The kernel implements W4A8 GEMM, with float16 scaling factors. The zero point support is to be eventually added later, for now several hacks (to be removed) are put in the code, that will force int8_dynamic_activation_int4_weight to do symmetric quantization for both activation and weight.

There are several points to discuss:

CUTLASS would have to be made a dependency. IMO, the best approach to satisfy the dependency would be to install nvidia-cutlass package, the only problem is that it doesn't always contain latest changes in CUTLASS. An alternative would be to have CUTLASS repo as submodule of this repo, like in PyTorch.

The group quantization may be a problem. Let's say X is input matrix of size MxK, with Xs vector of input scales of size M, and Wis weight matrix of size NxK. If group size parameter is equal to K, then weight scales Ws will be a vector of size N, and an element of output matrix Y of a linear operator would be calculated as follows (let's ignore bias for now, as it's not relevant):

$$y_{i,j}=\sum_{k}xs_{i}\cdot x_{i,k}\cdot w_{j,k}\cdot ws_{j}=xs_{i}\cdot ws_{j}\cdot \sum_{k}x_{i,k}\cdot w_{j,k}$$

The sum in the last expression could be efficiently calculated as mixed integer data types GEMM on tensor cores, and the result could be then updated by mulitplying the scale factors in. However, if group size parameter is less than K, say 32 for example (32 < K, K % 32 == 0), then weight scales will be matrix of size Nx(K/32). In this case, an element of output matrix Y of a linear operator would be calculated as follows:

$$y_{i,j}=\sum_{k}xs_{i}\cdot x_{i,k}\cdot w_{j,k}\cdot ws_{j,k/32}=xs_{i}\cdot \sum_{k}x_{i,k}\cdot w_{j,k}\cdot ws_{j,k/32}$$

Now, the only approach possible in CUTLASS to do this calculation in integer mixed data types on tensor cores would be to split it into K/32 GEMMs, and try to run them at the same time as so-called grouped GEMM. The code would be much more complicated, and also the update with the scaling factors will be still different for each of these individual GEMMs, so I don't think this approach would be performant. So my question here is: Does it make sense to create a quantization different than int8_dynamic_activation_int4_weight, that would match this kernel better, in particular that would not use group quantization for weight at all? (BTW, creating a new quantization, or at least adding a variant of int8_dynamic_activation_int4_weight is needed anyway, as this one is not packing two 4-bit weight values into a byte, that is required by CUTLASS for int8/int4 GEMM.)
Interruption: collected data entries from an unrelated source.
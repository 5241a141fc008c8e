//! PagePan Processing Core: the pan planner
//!
//! Computes where the virtual camera looks while each dialogue plays:
//! - **Pan Planning:** bounding boxes to monotonic, clamped vertical offsets
//! - **Alignment:** pairing plan entries with their audio clips
//!
//! This crate is pure computation: no I/O, no encoder, no platform
//! dependencies. All inputs are data; all outputs are data.

pub mod alignment;
pub mod pan_planner;

pub use alignment::align;
pub use pan_planner::{compute_plan, PanPlanner, PlanGeometry, PlannerConfig};
//! Render every page document of a run.

use pagepan_common::config::RenderConfig;
use pagepan_common::timing::format_secs;
use pagepan_render_engine::BatchRunner;

pub async fn run(config: RenderConfig, run_id: String) -> anyhow::Result<()> {
    let runner = BatchRunner::new(super::ffmpeg_chapter_builder(config)?);
    eprintln!("Rendering run: {}", runner.run_dir(&run_id)?.display());

    let report = runner.build_run(&run_id).await?;

    eprintln!(
        "Rendered {} chapter(s), skipped {} in {}",
        report.results.len(),
        report.skipped.len(),
        format_secs(report.elapsed_secs)
    );
    println!("{}", serde_json::to_string_pretty(&report)?);
    Ok(())
}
Another related issue is zero point handling. Let's say Xz is vector of size M of input zero point values, and Wz is vector of size N of weight zero point values. Then the linear operator calculation, in PyTorch notation would be as follows: Y=((X-Xz)*Xs)@((W-Wz)*Ws).T (again, let's ignore bias), that translates into following calculation for an individual element of output matrix Y:

$$ \begin{array}{lcl} y_{i,j} & = & \sum_{k}xs_{i}\cdot (x_{i,k}-xz_{i})\cdot (w_{j,k}-wz_{j})\cdot ws_{j} \\ & = & xs_{i}\cdot ws_{j}\cdot (\sum_{k}x_{i,k}\cdot w_{j,k}-wz_{j}\sum_{k}a_{i,k}-xz_{i}\sum_{k}w_{k,j}+K\cdot xz_{i}\cdot wz_{j}) \\ \end{array} $$

Only the first expression within parentheses could be calculated on tensor cores as mixed integer data types GEMM, while the sums in the next two expression are best to be pre-calculated in case of weight values, or calculated on the fly during the input quantization. So it seems to me these are also calling for specialized type of quantization. (Note also that if group quantization used, above mentioned complications for Ws are extended to Wz too.)

All comments/suggestions welcome; in particular I'm pretty much new to quantization specifics so please let me know if I'm missing something obvious.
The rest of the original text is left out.